Have you ever found yourself in the company of someone who you could talk to about anything, for hours? April is that someone. She will always engage if she can teach or if she can learn. She has so much knowledge, so much enthusiasm, so much…whiskey…in her tiny body. (Okay, the whiskey is only sometimes.)
April has done so much with her life. Marriage, kids, serving in the military, being a kickass paintball wife, starting a podcast, pursuing all the degrees…there’s no telling where she’s going next. But she’s going.
I once asked April why she was going to school now and she simply replied with, “Because I can.”
This weekend I hope you take the time to savor the things you’re doing just for the simple reason that you CAN.
-Skyler
Name
April Trepagnier
Occupation
Content Creator and Podcast Host of Bitches & Bourbon
Habitat
Georgia
Soundtrack
In December 2019, my family and I gathered on the northside front bleachers of Paulsen Stadium in Statesboro, Georgia, to watch our oldest daughter’s best friend graduate from Georgia Southern University. While chilly, it was sunny, a beautiful day to celebrate the accomplishment that comes only years after hard work.
My husband, Mike, and I had actually never been to college. We are both Navy veterans who enlisted immediately (me) or a short time after high school graduation (him). We both came from working-class backgrounds, complete with a solid work ethic, an abundance of street smarts, and absolutely no idea how the halls of academia worked.

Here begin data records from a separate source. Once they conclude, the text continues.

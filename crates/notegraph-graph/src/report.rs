//! Graph statistics and broken link diagnostics.
//!
//! Broken links are reported, never raised: a link may point outside the
//! traversed notes or carry no target at all.

use crate::graph::NoteGraph;
use notegraph_core::UrlKind;
use serde::{Deserialize, Serialize};

/// Counts describing a note graph
#[derive(Debug, Clone, Copy, PartialEq, Eq, Default, Serialize, Deserialize)]
pub struct GraphStats {
    /// All notes
    pub notes: usize,
    /// Notes that are an endpoint of at least one valid link
    pub linked_notes: usize,
    /// All links, valid or broken
    pub note_links: usize,
    /// Links whose source and target notes exist
    pub valid_links: usize,
    /// Links missing a source or target note
    pub broken_links: usize,
}

/// A link whose source or target note is not part of the graph
#[derive(Debug, Clone, PartialEq, Eq, Serialize, Deserialize)]
pub struct BrokenLink {
    /// Note containing the link
    pub source_note_guid: String,
    /// Title of the source note, when it is part of the graph
    pub source_title: Option<String>,
    /// Referenced note, if the link kind encodes one
    pub target_note_guid: Option<String>,
    /// Anchor text
    pub text: String,
    pub url: String,
    pub url_kind: UrlKind,
}

/// Summary of a finished graph
#[derive(Debug, Clone, Serialize, Deserialize)]
pub struct GraphReport {
    pub stats: GraphStats,
    pub broken_links: Vec<BrokenLink>,
    /// Guids of notes forming link cycles
    pub cycles: Vec<Vec<String>>,
}

impl GraphReport {
    /// Whether every link resolved to a note of the graph
    pub fn is_consistent(&self) -> bool {
        self.broken_links.is_empty()
    }
}

impl NoteGraph {
    /// Compute graph statistics
    pub fn stats(&self) -> GraphStats {
        let valid_links = self.valid_links().len();
        GraphStats {
            notes: self.note_count(),
            linked_notes: self.linked_notes().len(),
            note_links: self.link_count(),
            valid_links,
            broken_links: self.link_count() - valid_links,
        }
    }

    /// Describe every broken link
    pub fn broken_link_report(&self) -> Vec<BrokenLink> {
        self.broken_links()
            .into_iter()
            .map(|link| BrokenLink {
                source_note_guid: link.source_note_guid.clone(),
                source_title: self.note(&link.source_note_guid).map(|n| n.title.clone()),
                target_note_guid: link.target_note_guid.clone(),
                text: link.text.clone(),
                url: link.url.to_string(),
                url_kind: link.url_kind,
            })
            .collect()
    }

    /// Build a full report: stats, broken links and cycles
    pub fn report(&self) -> GraphReport {
        GraphReport {
            stats: self.stats(),
            broken_links: self.broken_link_report(),
            cycles: self
                .cycles()
                .into_iter()
                .map(|cycle| cycle.into_iter().map(|n| n.guid.clone()).collect())
                .collect(),
        }
    }
}

/// Log graph statistics at info level
pub fn log_stats(stats: &GraphStats) {
    log::info!("NoteGraph Stats");
    log::info!("   Notes: {}", stats.notes);
    log::info!("   Linked Notes: {}", stats.linked_notes);
    log::info!("   Note Links: {}", stats.note_links);
    log::info!("   Valid Note Links: {}", stats.valid_links);
    log::info!("   Broken Note Links: {}", stats.broken_links);
}

/// Log each broken link at info level
pub fn log_broken_links(broken_links: &[BrokenLink]) {
    if broken_links.is_empty() {
        return;
    }

    log::info!("Broken Note Links");
    for link in broken_links {
        log::info!(
            "   {} link [{}] from note [{}] ({}) to note [{}]",
            link.url_kind,
            link.text,
            link.source_note_guid,
            link.source_title.as_deref().unwrap_or("unknown"),
            link.target_note_guid.as_deref().unwrap_or("unresolved")
        );
    }
}
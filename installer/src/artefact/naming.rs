//! Naming-variant policy for artefacts published under several suffixes.
//!
//! Scala services are published once per Scala major version, e.g.
//! `auth_2.12`, `auth_2.13` and `auth_3`. When a service is requested by one
//! of those names the resolver does not know which variant carries the
//! newest release, so it walks an ordered candidate list, newest first.
//!
//! The pattern and candidate list are data, not code: callers can inject a
//! different [`NamingVariantPolicy`] to support other conventions.

use super::error::{ArtefactError, Result};
use regex::{NoExpand, Regex};

/// Suffix pattern for Scala cross-built artefact names.
pub const SCALA_SUFFIX_PATTERN: &str = r"_(2\.\d{2}|3)$";

/// Scala suffix candidates, newest major version first.
pub const SCALA_CANDIDATES: [&str; 4] = ["_3", "_2.13", "_2.12", "_2.11"];

/// Separator placed before an explicitly requested variant.
pub const DEFAULT_SEPARATOR: &str = "_";

/// A named rule for detecting and enumerating artefact naming variants.
///
/// # Examples
///
/// ```
/// use sm2_installer::artefact::naming::NamingVariantPolicy;
///
/// let policy = NamingVariantPolicy::scala();
/// assert_eq!(
///     policy.candidate_names("auth_2.12", None),
///     vec!["auth_3", "auth_2.13", "auth_2.12", "auth_2.11"]
/// );
/// assert_eq!(policy.candidate_names("auth_2.12", Some("2.11")), vec!["auth_2.11"]);
/// assert_eq!(policy.candidate_names("frontend", None), vec!["frontend"]);
/// ```
#[derive(Debug, Clone)]
pub struct NamingVariantPolicy {
    pattern: Regex,
    separator: String,
    candidates: Vec<String>,
}

impl NamingVariantPolicy {
    /// Build a policy from a suffix pattern, a separator and an ordered
    /// candidate list.
    ///
    /// # Errors
    ///
    /// Returns [`ArtefactError::InvalidVariantPattern`] if the pattern does
    /// not compile and [`ArtefactError::NoVariantCandidates`] if the
    /// candidate list is empty.
    pub fn new<I, S>(pattern: &str, separator: &str, candidates: I) -> Result<Self>
    where
        I: IntoIterator<Item = S>,
        S: Into<String>,
    {
        let regex = Regex::new(pattern).map_err(|e| ArtefactError::InvalidVariantPattern {
            pattern: pattern.to_owned(),
            reason: e.to_string(),
        })?;
        let candidates: Vec<String> = candidates.into_iter().map(Into::into).collect();
        if candidates.is_empty() {
            return Err(ArtefactError::NoVariantCandidates);
        }
        Ok(Self {
            pattern: regex,
            separator: separator.to_owned(),
            candidates,
        })
    }

    /// The Scala cross-build convention.
    #[must_use]
    pub fn scala() -> Self {
        Self {
            pattern: Regex::new(SCALA_SUFFIX_PATTERN).expect("scala suffix pattern is valid"),
            separator: DEFAULT_SEPARATOR.to_owned(),
            candidates: SCALA_CANDIDATES.iter().map(|&s| s.to_owned()).collect(),
        }
    }

    /// Return whether `artifact` carries a recognised variant suffix.
    #[must_use]
    pub fn matches(&self, artifact: &str) -> bool {
        self.pattern.is_match(artifact)
    }

    /// Return the ordered candidate suffixes.
    #[must_use]
    pub fn candidates(&self) -> &[String] {
        &self.candidates
    }

    /// Return the artefact names to query, in order.
    ///
    /// A name without a recognised suffix yields itself. An explicit
    /// variant yields exactly one substituted name; otherwise every
    /// candidate suffix is substituted in priority order.
    #[must_use]
    pub fn candidate_names(&self, artifact: &str, explicit: Option<&str>) -> Vec<String> {
        if !self.matches(artifact) {
            return vec![artifact.to_owned()];
        }
        match explicit {
            Some(variant) => vec![self.substitute(artifact, &self.explicit_suffix(variant))],
            None => self
                .candidates
                .iter()
                .map(|suffix| self.substitute(artifact, suffix))
                .collect(),
        }
    }

    fn explicit_suffix(&self, variant: &str) -> String {
        if variant.starts_with(&self.separator) {
            variant.to_owned()
        } else {
            format!("{}{variant}", self.separator)
        }
    }

    fn substitute(&self, artifact: &str, suffix: &str) -> String {
        self.pattern
            .replace(artifact, NoExpand(suffix))
            .into_owned()
    }
}

impl Default for NamingVariantPolicy {
    fn default() -> Self {
        Self::scala()
    }
}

We probably should have gone to college. He was a star basketball player with a brain that moved knowledge easily. I was an accomplished theatre kid with academic offers from several schools. But when you don’t understand how the system works and you don't have a checkbook to figure it out, it all looks impossible.
But it wasn’t impossible for these kids sitting out on this field on a sunny December day, waiting for their names to be called. They had done it. As the Commencement Ceremonies began, I thought about all the different ways life could have gone and how blessed I was at that moment.
Georgia Southern University has several Ph.D. and Master level programs in addition to its baccalaureate offerings. Maybe I knew this before, but I knew it for certain now. One by one, students walked across the stage with a member of the faculty and received a new piece of flair for their ensemble. I had no idea what was going on, but I was fascinated.
“Babe, are those hoodies?”
“What are you talking about?” Mike asks.
“Those thingy thingies,” I intelligently explain while waving my arms around to indicate a scarf or a necktie, or complete confusion. He pauses and looks closer.
“I think it is. Huh. That is some Illuminati shit right there.”
See, I told you – no clue what goes on inside academia.
“I want a hoodie.”
I don’t remember thinking it before I said it, but no one in my family missed it.
“You’re going to school?”
“You’ve never been to school.”
“OMG! What would you learn about?”
“I saw hoodies in the bookstore. We could get one there!”
For the next two weeks, Mom going back to school became a funny story that the kids recounted often. It was cute to listen to them speculate about conversations I would have with the teachers, the different ways I would “mom” the younger students, and if my consequences for not doing my homework would be the same as theirs.
Like many things, it was funny – right until Mike decided it wasn’t.
“She could go if she wanted to,” he said to the children. Later, when we were on a drive alone, he said to me, “You should go. You’ve always wanted to, you’ve never been able to, you can now, and I think you would be really great at it.”
He wasn’t wrong. For the first time since I made the comment, I considered what that could look like. I allowed myself the curiosity. And then I allowed that curiosity to turn into a vision.
The next morning, I applied to Georgia Southern University. This part was not easy. I was a 43-year-old woman tasked with tracking down a 1994 high school transcript, SAT scores from 1992, and naval records from 2007. I was completely overwhelmed and nearly disheartened. I needed to make the spring semester. There were a billion reasons this was a self-indulgent, crazy idea. If I had six months to think about this, I would sabotage it.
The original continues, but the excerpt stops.